Le sentiment anti-français est-il une réalité ou une invention des médias internationaux ? Ces derniers mois, on en parle en Afrique de l’Ouest. Les récents propos du président Macron, aux allures de sermon, lors du Sommet de l’Otan, n’ont fait que rajouter de l’huile sur le feu. Qu’en est-il du Sénégal qui est un partenaire traditionnel de la France et accueille une flopée d’entreprises françaises ?
‘’Elle sert à quoi, cette armée française !’’, lance le président du collectif Yèrè Wolo, moteur des manifestations contre la présence des forces françaises au Mali, en marge d’un rassemblement. ‘’Dehors, Barkhane dehors ! Les Forces armées maliennes peuvent sécuriser le Mali", "Le gouvernement français est un frein à notre développement" ou encore "À bas la France, Barkhane doit quitter", peut-on lire sur les pancartes brandies par les manifestants maliens sur la place de l’Indépendance, à Bamako, vendredi 10 janvier. Une énième manifestation pour réclamer le départ des troupes françaises, en raison de la multiplication des attaques terroristes, malgré leur présence sur le territoire depuis 2014.
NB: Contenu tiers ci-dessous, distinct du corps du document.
//! Stake-weighted random selection with a per-owner streak bonus
//!
//! A draw picks one owner from a pre-filtered eligible set. Each win bumps the
//! winner's streak by one; streaks never reset. The first time an owner's
//! streak reaches the bonus length it is added to `bonus_achievers`, and that
//! win is flagged as the one that triggered the bonus.

use {
    crate::snapshot::HolderBalance,
    rand::Rng,
    serde::{Deserialize, Serialize},
    std::{
        collections::{HashMap, HashSet, VecDeque},
        fmt,
        str::FromStr,
    },
};

/// Streak length that triggers the bonus
pub const BONUS_STREAK: u32 = 3;

/// Number of recent draws kept for display
pub const HISTORY_CAP: usize = 50;

#[derive(Debug, Clone, Copy, Default, PartialEq, Eq, Serialize, Deserialize)]
#[serde(rename_all = "lowercase")]
pub enum SelectionMode {
    /// Probability proportional to balance
    #[default]
    Weighted,
    /// Every eligible holder has the same chance
    Uniform,
}

impl FromStr for SelectionMode {
    type Err = String;

    fn from_str(s: &str) -> Result<Self, Self::Err> {
        match s.trim().to_lowercase().as_str() {
            "weighted" | "stake" => Ok(SelectionMode::Weighted),
            "uniform" | "random" => Ok(SelectionMode::Uniform),
            other => Err(format!("unknown selection mode '{}'", other)),
        }
    }
}

impl fmt::Display for SelectionMode {
    fn fmt(&self, f: &mut fmt::Formatter<'_>) -> fmt::Result {
        match self {
            SelectionMode::Weighted => write!(f, "weighted"),
            SelectionMode::Uniform => write!(f, "uniform"),
        }
    }
}

/// Outcome of one draw
#[derive(Debug, Clone, PartialEq, Serialize, Deserialize)]
#[serde(rename_all = "camelCase")]
pub struct Winner {
    pub owner: String,
    pub amount: u64,
    pub mode: SelectionMode,
    /// Winner's consecutive-win count including this win
    pub streak: u32,
    /// This win is the one that first reached the bonus streak
    pub bonus_triggered: bool,
    pub eligible_count: usize,
    pub total_weight: u128,
    /// Odds of this winner before the draw, in percent
    pub chance_pct: f64,
    pub drawn_at: i64,
}

/// Streak bookkeeping owned by the selection engine
#[derive(Debug, Clone, Serialize, Deserialize)]
pub struct SelectionState {
    streak_by_owner: HashMap<String, u32>,
    bonus_achievers: HashSet<String>,
    recent: VecDeque<Winner>,
    bonus_streak: u32,
    history_cap: usize,
}

impl Default for SelectionState {
    fn default() -> Self {
        Self::new(BONUS_STREAK, HISTORY_CAP)
    }
}

impl SelectionState {
    pub fn new(bonus_streak: u32, history_cap: usize) -> Self {
        Self {
            streak_by_owner: HashMap::new(),
            bonus_achievers: HashSet::new(),
            recent: VecDeque::with_capacity(history_cap),
            bonus_streak: bonus_streak.max(1),
            history_cap,
        }
    }

    pub fn streak(&self, owner: &str) -> u32 {
        self.streak_by_owner.get(owner).copied().unwrap_or(0)
    }

    pub fn bonus_achievers(&self) -> &HashSet<String> {
        &self.bonus_achievers
    }

    pub fn is_bonus_achiever(&self, owner: &str) -> bool {
        self.bonus_achievers.contains(owner)
    }

    /// Most recent draws, oldest first
    pub fn recent(&self) -> &VecDeque<Winner> {
        &self.recent
    }

    pub fn bonus_streak(&self) -> u32 {
        self.bonus_streak
    }

    /// Replace the bonus length and history cap, trimming history to fit
    pub fn set_limits(&mut self, bonus_streak: u32, history_cap: usize) {
        self.bonus_streak = bonus_streak.max(1);
        self.history_cap = history_cap;
        while self.recent.len() > history_cap {
            self.recent.pop_front();
        }
    }

    /// Bump the owner's streak; returns (new streak, bonus triggered now)
    fn record_win(&mut self, owner: &str) -> (u32, bool) {
        let streak = self.streak_by_owner.entry(owner.to_string()).or_insert(0);
        *streak += 1;
        let streak = *streak;

        let triggered =
            streak >= self.bonus_streak && self.bonus_achievers.insert(owner.to_string());
        (streak, triggered)
    }

    fn push_recent(&mut self, winner: Winner) {
        if self.history_cap == 0 {
            return;
        }
        while self.recent.len() >= self.history_cap {
            self.recent.pop_front();
        }
        self.recent.push_back(winner);
    }
}

/// Roulette draw weighted by balance
///
/// Draws `r` uniformly from `[0, total)` and walks the holders in slice
/// order, subtracting each balance until `r < balance`. Runs on integers so
/// there is no drift regardless of holder count. Zero balances never win.
pub fn draw_weighted<R: Rng + ?Sized>(holders: &[HolderBalance], rng: &mut R) -> Option<usize> {
    let total: u128 = holders.iter().map(|h| h.amount as u128).sum();
    if total == 0 {
        return None;
    }

    let mut remaining = rng.gen_range(0..total);
    for (idx, holder) in holders.iter().enumerate() {
        let weight = holder.amount as u128;
        if remaining < weight {
            return Some(idx);
        }
        remaining -= weight;
    }
    None
}

/// Uniform draw over holders with a positive balance
pub fn draw_uniform<R: Rng + ?Sized>(holders: &[HolderBalance], rng: &mut R) -> Option<usize> {
    let candidates: Vec<usize> = holders
        .iter()
        .enumerate()
        .filter(|(_, h)| h.amount > 0)
        .map(|(idx, _)| idx)
        .collect();
    if candidates.is_empty() {
        return None;
    }
    Some(candidates[rng.gen_range(0..candidates.len())])
}

/// Pick one winner from `eligible` and apply the streak state machine
///
/// Returns `None` when nobody is eligible; the state is untouched in that
/// case.
pub fn select_winner<R: Rng + ?Sized>(
    state: &mut SelectionState,
    eligible: &[HolderBalance],
    mode: SelectionMode,
    rng: &mut R,
    now: i64,
) -> Option<Winner> {
    let idx = match mode {
        SelectionMode::Weighted => draw_weighted(eligible, rng)?,
        SelectionMode::Uniform => draw_uniform(eligible, rng)?,
    };
    let picked = &eligible[idx];

    let total_weight: u128 = eligible.iter().map(|h| h.amount as u128).sum();
    let eligible_count = eligible.iter().filter(|h| h.amount > 0).count();
    let chance_pct = match mode {
        SelectionMode::Weighted => picked.amount as f64 * 100.0 / total_weight as f64,
        SelectionMode::Uniform => 100.0 / eligible_count as f64,
    };

    let (streak, bonus_triggered) = state.record_win(&picked.owner);

    let winner = Winner {
        owner: picked.owner.clone(),
        amount: picked.amount,
        mode,
        streak,
        bonus_triggered,
        eligible_count,
        total_weight,
        chance_pct,
        drawn_at: now,
    };

    if bonus_triggered {
        log::info!("🃏 {} hit a {}-win streak", winner.owner, streak);
    }
    state.push_recent(winner.clone());

    Some(winner)
}

#[cfg(test)]
mod tests {
    use super::*;
    use rand::{rngs::StdRng, SeedableRng};

    fn holders(entries: &[(&str, u64)]) -> Vec<HolderBalance> {
        entries.iter().map(|(o, a)| HolderBalance::new(*o, *a)).collect()
    }

    #[test]
    fn test_empty_set_has_no_winner() {
        let mut state = SelectionState::default();
        let mut rng = StdRng::seed_from_u64(1);
        assert!(select_winner(&mut state, &[], SelectionMode::Weighted, &mut rng, 0).is_none());
        let broke = holders(&[("A", 0)]);
        assert!(select_winner(&mut state, &broke, SelectionMode::Uniform, &mut rng, 0).is_none());
        assert!(state.recent().is_empty());
    }

    #[test]
    fn test_weighted_ratio_converges() {
        let pool = holders(&[("A", 3), ("B", 1)]);
        let mut rng = StdRng::seed_from_u64(42);
        let mut wins_a = 0u32;
        let draws = 20_000;
        for _ in 0..draws {
            if draw_weighted(&pool, &mut rng) == Some(0) {
                wins_a += 1;
            }
        }
        let ratio = wins_a as f64 / (draws - wins_a) as f64;
        assert!(ratio > 2.7 && ratio < 3.3, "ratio was {}", ratio);
    }

    #[test]
    fn test_zero_weight_never_wins() {
        let pool = holders(&[("Z", 0), ("A", 5)]);
        let mut rng = StdRng::seed_from_u64(7);
        for _ in 0..500 {
            assert_eq!(draw_weighted(&pool, &mut rng), Some(1));
            assert_eq!(draw_uniform(&pool, &mut rng), Some(1));
        }
    }

    #[test]
    fn test_uniform_ignores_balance() {
        let pool = holders(&[("A", 1_000_000), ("B", 1)]);
        let mut rng = StdRng::seed_from_u64(9);
        let wins_b = (0..4_000).filter(|_| draw_uniform(&pool, &mut rng) == Some(1)).count();
        assert!(wins_b > 1_700 && wins_b < 2_300, "B won {}", wins_b);
    }

    #[test]
    fn test_streak_bonus_fires_once() {
        let mut state = SelectionState::default();
        let pool = holders(&[("A", 10)]);
        let mut rng = StdRng::seed_from_u64(3);

        let mut triggered = Vec::new();
        for i in 0..5 {
            let winner =
                select_winner(&mut state, &pool, SelectionMode::Weighted, &mut rng, i).unwrap();
            assert_eq!(winner.streak, i as u32 + 1);
            triggered.push(winner.bonus_triggered);
        }

        assert_eq!(triggered, vec![false, false, true, false, false]);
        assert_eq!(state.bonus_achievers().len(), 1);
        assert!(state.is_bonus_achiever("A"));
        assert_eq!(state.streak("A"), 5);
    }

    #[test]
    fn test_streak_not_reset_by_other_winners() {
        let mut state = SelectionState::default();
        let mut rng = StdRng::seed_from_u64(11);
        select_winner(&mut state, &holders(&[("A", 1)]), SelectionMode::Uniform, &mut rng, 0);
        select_winner(&mut state, &holders(&[("B", 1)]), SelectionMode::Uniform, &mut rng, 1);
        let a = holders(&[("A", 1)]);
        let winner = select_winner(&mut state, &a, SelectionMode::Uniform, &mut rng, 2).unwrap();
        assert_eq!(winner.streak, 2);
        assert_eq!(state.streak("B"), 1);
    }

    #[test]
    fn test_history_is_bounded() {
        let mut state = SelectionState::new(BONUS_STREAK, 4);
        let pool = holders(&[("A", 1), ("B", 1)]);
        let mut rng = StdRng::seed_from_u64(5);
        for i in 0..10 {
            select_winner(&mut state, &pool, SelectionMode::Weighted, &mut rng, i);
        }
        assert_eq!(state.recent().len(), 4);
        assert_eq!(state.recent().back().unwrap().drawn_at, 9);
        assert_eq!(state.recent().front().unwrap().drawn_at, 6);
    }

    #[test]
    fn test_chance_pct() {
        let mut state = SelectionState::default();
        let mut rng = StdRng::seed_from_u64(0);
        let pool = holders(&[("A", 25), ("Z", 0)]);
        let winner =
            select_winner(&mut state, &pool, SelectionMode::Weighted, &mut rng, 0).unwrap();
        assert_eq!(winner.chance_pct, 100.0);
        assert_eq!(winner.eligible_count, 1);
        assert_eq!(winner.total_weight, 25);
    }

    #[test]
    fn test_mode_parse() {
        assert_eq!("Weighted".parse::<SelectionMode>(), Ok(SelectionMode::Weighted));
        assert_eq!("uniform".parse::<SelectionMode>(), Ok(SelectionMode::Uniform));
        assert!("roulette".parse::<SelectionMode>().is_err());
    }
}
L’ardeur est la même au Burkina Faso où l’opinion publique pose le débat de la pertinence de l’accord intergouvernemental de défense de décembre 2018 avec l’ancienne puissance coloniale ; surtout que, depuis, l’offensive djihadiste s’accentue. Autant de faits que le président Macron a qualifié de ‘’sentiment anti-français’’.
Au Sénégal, on ne parle point d’attaques terroristes. Mais, de plus en plus de voix haussent le ton pour dénoncer la gourmandise économique de l’ex-colonisateur. Au banc des accusés, sont principalement cités les groupes Auchan, Orange et Total.
Bien loin d’un discours radical et virulent comme chez ses pays voisins, on assiste à un sursaut qui tend à se généraliser et se trouve être plus perceptible sur Internet. Derrière un écran ou au travers d’un smartphone, les citoyens, jeunes pour la plupart, ne se font pas prier pour déverser leur bile sur la République française. ‘’La jeunesse a soif d’un mieux-être. Il ne s’agit pas d’un sentiment de mépris à l’endroit des Français. Je pense que ceux à qui nous en voulons le plus, ce sont nos dirigeants qui courbent l’échine face à la République française. Que ce soit dans le domaine politique comme économique, l’ex-colon a toujours son mot à dire. Pis, ses multinationales poussent comme des champignons, au détriment du commerce local’’, martèle l’étudiant en troisième année de médecine Mansour Faye.
Il est évident que grogne il y a, et Internet aidant, les informations circulent à la minute près. Ces derniers mois, les mouvements Frapp (Front pour la révolution anti-impérialiste populaire et panafricaine) France dégage et Aar Li Nu Bokk se sont le plus illustrés en matière de dénonciation et d’éveil de tout un peuple. A la mi-juillet 2019, le premier, dans un post Facebook, accusait la France de préparer un attentat terroriste contre le Sénégal ; une publication qui a fait l’effet d’une bombe et dont Guy Marius Sagna a fait les frais.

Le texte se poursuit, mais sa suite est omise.